Using the records below, write out again exactly the lines that begin at the line containing "pub fn apply_filters<'a, R, F: Filter<R>>(items: &'a" and end at the line containing "pub fn contains_ci(haystack: &str, needle: &str)", and no other lines.

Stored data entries

━━━━

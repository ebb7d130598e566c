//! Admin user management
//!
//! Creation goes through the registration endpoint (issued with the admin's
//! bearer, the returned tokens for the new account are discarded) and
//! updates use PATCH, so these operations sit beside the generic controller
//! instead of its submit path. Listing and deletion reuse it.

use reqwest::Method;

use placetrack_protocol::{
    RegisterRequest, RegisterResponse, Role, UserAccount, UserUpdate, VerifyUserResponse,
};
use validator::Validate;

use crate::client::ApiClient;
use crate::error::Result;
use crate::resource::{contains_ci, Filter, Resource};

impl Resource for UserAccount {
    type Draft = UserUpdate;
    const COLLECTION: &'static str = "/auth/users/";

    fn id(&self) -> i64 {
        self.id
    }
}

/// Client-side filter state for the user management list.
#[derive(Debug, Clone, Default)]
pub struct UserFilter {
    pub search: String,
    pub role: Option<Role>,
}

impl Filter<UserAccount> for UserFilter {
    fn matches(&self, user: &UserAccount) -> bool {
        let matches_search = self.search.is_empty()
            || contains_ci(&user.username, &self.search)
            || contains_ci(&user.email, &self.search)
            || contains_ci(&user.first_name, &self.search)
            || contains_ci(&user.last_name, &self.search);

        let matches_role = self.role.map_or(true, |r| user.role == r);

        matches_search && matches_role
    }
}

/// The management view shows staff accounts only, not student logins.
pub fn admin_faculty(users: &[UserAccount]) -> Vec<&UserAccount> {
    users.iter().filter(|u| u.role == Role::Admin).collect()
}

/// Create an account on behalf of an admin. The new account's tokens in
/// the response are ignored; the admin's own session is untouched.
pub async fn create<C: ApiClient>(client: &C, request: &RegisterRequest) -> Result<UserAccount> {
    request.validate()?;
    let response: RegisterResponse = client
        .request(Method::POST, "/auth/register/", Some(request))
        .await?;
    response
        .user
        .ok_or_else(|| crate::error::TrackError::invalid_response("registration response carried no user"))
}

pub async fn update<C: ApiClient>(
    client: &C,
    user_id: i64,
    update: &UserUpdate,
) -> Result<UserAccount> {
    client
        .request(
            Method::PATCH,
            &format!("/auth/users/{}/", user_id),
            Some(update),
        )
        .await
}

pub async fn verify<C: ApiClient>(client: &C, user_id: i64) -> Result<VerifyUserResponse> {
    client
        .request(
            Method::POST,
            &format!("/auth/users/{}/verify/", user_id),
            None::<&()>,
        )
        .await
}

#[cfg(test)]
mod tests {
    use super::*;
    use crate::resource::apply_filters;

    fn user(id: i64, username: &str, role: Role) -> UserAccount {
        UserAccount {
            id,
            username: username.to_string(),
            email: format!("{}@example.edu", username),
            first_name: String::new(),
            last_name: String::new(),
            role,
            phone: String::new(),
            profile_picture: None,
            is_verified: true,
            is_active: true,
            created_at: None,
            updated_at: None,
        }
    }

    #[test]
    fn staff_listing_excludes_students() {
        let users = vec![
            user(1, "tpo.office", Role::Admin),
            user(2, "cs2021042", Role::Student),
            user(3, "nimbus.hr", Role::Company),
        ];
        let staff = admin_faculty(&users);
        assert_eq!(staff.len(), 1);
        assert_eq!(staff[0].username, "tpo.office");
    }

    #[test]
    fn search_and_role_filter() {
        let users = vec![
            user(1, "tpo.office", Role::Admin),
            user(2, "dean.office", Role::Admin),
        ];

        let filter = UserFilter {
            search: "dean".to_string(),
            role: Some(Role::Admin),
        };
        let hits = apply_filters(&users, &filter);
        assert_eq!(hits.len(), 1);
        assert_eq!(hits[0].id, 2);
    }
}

━━━━

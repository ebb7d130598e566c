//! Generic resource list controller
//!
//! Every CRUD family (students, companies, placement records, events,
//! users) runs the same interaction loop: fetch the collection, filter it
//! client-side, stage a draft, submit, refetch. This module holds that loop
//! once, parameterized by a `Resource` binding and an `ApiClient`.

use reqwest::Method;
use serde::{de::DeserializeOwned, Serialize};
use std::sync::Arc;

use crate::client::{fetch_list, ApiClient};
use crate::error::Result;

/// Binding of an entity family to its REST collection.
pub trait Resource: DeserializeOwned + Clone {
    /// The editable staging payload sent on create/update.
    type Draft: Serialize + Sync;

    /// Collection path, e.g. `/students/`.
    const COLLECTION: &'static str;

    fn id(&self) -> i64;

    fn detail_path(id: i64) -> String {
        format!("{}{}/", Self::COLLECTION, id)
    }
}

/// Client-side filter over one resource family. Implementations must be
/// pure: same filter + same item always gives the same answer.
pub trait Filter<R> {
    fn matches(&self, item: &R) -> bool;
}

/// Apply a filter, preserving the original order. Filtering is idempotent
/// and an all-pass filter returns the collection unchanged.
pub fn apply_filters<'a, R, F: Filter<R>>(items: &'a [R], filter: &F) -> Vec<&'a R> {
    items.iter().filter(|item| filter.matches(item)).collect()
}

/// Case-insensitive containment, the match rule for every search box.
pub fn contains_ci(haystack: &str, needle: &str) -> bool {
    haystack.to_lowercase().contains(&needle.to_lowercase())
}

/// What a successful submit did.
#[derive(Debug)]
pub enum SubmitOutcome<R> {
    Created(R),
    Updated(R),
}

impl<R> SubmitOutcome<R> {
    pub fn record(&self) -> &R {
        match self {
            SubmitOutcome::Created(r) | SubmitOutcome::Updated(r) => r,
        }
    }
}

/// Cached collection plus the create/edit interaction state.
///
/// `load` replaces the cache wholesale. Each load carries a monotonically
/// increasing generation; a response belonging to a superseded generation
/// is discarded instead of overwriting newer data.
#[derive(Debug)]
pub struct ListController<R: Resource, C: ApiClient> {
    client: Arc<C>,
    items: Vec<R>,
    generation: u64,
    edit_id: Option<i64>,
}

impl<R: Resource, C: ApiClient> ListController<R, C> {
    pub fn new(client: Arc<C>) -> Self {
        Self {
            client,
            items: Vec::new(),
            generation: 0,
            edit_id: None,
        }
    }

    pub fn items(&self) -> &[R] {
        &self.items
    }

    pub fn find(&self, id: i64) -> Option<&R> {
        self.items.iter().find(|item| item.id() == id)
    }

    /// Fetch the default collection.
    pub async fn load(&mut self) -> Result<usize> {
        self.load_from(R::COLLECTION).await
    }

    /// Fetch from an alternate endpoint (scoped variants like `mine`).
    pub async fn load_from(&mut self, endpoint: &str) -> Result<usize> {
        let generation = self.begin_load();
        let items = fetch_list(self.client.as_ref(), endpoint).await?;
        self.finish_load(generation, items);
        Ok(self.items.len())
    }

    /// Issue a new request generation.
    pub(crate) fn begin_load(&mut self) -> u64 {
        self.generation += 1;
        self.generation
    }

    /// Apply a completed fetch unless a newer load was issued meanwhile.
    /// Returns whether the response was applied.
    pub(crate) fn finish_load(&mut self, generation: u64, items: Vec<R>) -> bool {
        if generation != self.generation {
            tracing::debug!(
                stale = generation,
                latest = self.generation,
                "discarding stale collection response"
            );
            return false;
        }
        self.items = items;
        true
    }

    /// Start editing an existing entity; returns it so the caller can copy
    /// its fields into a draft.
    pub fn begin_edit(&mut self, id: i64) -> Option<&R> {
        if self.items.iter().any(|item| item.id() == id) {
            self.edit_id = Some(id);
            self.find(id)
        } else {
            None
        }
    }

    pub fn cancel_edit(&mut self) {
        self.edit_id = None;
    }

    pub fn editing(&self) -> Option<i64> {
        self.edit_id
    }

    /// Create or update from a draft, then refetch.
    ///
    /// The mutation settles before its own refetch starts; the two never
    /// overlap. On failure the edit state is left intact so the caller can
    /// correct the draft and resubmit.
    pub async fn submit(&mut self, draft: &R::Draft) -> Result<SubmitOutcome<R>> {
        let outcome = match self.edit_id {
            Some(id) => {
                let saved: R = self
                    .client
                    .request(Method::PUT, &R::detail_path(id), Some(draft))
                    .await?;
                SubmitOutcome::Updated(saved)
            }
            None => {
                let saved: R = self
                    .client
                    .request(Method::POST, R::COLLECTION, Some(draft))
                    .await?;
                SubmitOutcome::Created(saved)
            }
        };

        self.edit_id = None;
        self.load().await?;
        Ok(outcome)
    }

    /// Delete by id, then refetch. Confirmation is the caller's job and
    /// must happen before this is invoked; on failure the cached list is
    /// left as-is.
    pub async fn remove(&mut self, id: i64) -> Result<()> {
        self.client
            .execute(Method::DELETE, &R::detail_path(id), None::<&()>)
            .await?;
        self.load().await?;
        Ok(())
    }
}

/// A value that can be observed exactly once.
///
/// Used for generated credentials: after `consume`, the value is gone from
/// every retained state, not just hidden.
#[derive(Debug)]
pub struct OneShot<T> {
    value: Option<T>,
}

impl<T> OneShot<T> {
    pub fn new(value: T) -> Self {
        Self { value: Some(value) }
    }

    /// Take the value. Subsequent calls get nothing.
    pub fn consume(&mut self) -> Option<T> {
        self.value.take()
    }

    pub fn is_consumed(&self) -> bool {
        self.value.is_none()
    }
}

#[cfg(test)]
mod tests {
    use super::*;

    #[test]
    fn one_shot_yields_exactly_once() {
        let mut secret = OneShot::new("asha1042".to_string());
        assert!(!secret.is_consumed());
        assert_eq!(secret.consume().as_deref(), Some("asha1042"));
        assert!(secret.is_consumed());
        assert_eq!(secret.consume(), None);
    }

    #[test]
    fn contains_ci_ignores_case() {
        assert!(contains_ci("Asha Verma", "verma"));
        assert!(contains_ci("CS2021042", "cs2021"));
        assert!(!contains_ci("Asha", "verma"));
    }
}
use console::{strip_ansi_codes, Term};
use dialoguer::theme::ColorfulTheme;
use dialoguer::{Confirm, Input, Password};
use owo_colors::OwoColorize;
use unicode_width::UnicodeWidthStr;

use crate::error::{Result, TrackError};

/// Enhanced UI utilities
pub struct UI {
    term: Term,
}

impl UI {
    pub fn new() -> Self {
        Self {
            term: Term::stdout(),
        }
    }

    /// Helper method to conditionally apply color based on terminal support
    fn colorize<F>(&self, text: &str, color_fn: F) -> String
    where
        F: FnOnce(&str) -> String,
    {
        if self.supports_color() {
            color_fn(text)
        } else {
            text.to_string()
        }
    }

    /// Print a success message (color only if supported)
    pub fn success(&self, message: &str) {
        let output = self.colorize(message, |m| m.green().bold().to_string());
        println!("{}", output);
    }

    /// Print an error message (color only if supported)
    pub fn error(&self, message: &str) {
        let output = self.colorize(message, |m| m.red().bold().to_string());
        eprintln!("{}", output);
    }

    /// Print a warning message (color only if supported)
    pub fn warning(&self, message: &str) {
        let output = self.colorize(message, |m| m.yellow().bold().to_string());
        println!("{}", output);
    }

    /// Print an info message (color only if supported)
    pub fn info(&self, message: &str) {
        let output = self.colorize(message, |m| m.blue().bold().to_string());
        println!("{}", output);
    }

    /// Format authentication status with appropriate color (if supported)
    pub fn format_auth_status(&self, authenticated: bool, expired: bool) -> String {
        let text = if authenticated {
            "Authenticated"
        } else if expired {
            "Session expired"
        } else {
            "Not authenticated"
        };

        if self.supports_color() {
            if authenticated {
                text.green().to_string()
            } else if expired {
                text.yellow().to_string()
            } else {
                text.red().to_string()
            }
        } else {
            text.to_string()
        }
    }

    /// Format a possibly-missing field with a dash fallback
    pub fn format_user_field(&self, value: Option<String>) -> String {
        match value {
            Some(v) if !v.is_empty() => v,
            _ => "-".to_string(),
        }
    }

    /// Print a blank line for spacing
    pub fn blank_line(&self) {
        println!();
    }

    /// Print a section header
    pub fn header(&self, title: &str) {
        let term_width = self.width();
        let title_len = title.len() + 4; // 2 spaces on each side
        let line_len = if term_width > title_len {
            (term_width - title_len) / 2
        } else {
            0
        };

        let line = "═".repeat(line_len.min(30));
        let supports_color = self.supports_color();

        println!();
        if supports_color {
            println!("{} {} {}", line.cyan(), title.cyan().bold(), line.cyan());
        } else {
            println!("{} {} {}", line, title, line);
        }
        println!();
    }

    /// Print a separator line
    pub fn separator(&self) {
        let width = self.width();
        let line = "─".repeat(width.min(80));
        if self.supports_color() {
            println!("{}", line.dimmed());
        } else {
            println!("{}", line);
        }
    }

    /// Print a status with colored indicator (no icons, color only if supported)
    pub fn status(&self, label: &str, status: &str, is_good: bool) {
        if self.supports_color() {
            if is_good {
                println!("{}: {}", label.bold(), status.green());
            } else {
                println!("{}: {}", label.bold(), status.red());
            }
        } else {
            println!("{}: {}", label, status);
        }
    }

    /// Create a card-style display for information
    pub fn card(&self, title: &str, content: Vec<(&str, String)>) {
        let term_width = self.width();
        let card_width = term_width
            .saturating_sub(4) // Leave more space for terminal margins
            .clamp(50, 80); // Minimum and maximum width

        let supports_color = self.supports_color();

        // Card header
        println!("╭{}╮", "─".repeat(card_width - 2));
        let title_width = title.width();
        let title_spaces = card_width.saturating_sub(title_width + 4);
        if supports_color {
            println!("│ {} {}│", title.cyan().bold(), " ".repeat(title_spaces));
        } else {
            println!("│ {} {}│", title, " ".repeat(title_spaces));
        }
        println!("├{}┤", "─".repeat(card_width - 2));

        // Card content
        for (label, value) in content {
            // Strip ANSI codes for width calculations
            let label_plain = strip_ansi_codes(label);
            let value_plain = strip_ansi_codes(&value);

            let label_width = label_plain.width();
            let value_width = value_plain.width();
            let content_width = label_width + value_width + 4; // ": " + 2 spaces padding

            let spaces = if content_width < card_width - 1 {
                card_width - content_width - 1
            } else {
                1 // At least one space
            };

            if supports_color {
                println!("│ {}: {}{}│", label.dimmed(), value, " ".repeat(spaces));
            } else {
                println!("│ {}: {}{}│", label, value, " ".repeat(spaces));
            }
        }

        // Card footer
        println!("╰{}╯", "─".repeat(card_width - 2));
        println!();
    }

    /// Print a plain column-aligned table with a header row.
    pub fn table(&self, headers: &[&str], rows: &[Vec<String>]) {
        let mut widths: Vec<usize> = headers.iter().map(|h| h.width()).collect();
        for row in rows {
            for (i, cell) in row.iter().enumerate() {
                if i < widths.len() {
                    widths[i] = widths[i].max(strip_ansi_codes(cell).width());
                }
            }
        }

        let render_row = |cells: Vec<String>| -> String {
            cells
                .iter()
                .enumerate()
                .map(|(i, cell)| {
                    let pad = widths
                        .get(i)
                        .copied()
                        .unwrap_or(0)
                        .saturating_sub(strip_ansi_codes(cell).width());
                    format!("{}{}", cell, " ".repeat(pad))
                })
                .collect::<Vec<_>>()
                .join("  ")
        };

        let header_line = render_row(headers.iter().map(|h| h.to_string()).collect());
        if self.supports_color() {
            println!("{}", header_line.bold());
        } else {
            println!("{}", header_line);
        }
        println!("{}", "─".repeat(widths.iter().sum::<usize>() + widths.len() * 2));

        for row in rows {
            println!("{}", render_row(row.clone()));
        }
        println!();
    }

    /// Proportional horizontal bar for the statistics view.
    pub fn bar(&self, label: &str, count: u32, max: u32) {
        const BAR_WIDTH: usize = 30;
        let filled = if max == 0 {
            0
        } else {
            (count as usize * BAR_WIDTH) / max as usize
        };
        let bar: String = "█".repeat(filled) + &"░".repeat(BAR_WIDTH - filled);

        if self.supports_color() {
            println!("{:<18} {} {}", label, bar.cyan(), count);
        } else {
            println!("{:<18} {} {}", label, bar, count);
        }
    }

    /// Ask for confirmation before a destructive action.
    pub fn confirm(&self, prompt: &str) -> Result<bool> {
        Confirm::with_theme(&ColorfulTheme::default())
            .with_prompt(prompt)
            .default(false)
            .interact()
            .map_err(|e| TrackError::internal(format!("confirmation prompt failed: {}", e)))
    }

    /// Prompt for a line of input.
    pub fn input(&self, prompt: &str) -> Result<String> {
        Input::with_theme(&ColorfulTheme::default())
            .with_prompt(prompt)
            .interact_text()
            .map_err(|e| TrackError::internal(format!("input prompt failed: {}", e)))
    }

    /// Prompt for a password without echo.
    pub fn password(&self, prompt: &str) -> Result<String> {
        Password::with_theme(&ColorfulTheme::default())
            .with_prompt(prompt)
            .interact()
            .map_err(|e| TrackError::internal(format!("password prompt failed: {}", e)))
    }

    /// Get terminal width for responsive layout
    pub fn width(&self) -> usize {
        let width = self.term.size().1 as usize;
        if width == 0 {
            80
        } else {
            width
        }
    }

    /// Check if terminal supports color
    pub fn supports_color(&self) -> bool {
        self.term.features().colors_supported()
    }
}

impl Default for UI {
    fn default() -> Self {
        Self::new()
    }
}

━━━━

### RESPONSE TO THIS TASK
pub fn apply_filters<'a, R, F: Filter<R>>(items: &'a [R], filter: &F) -> Vec<&'a R> {
    items.iter().filter(|item| filter.matches(item)).collect()
}

/// Case-insensitive containment, the match rule for every search box.
pub fn contains_ci(haystack: &str, needle: &str) -> bool {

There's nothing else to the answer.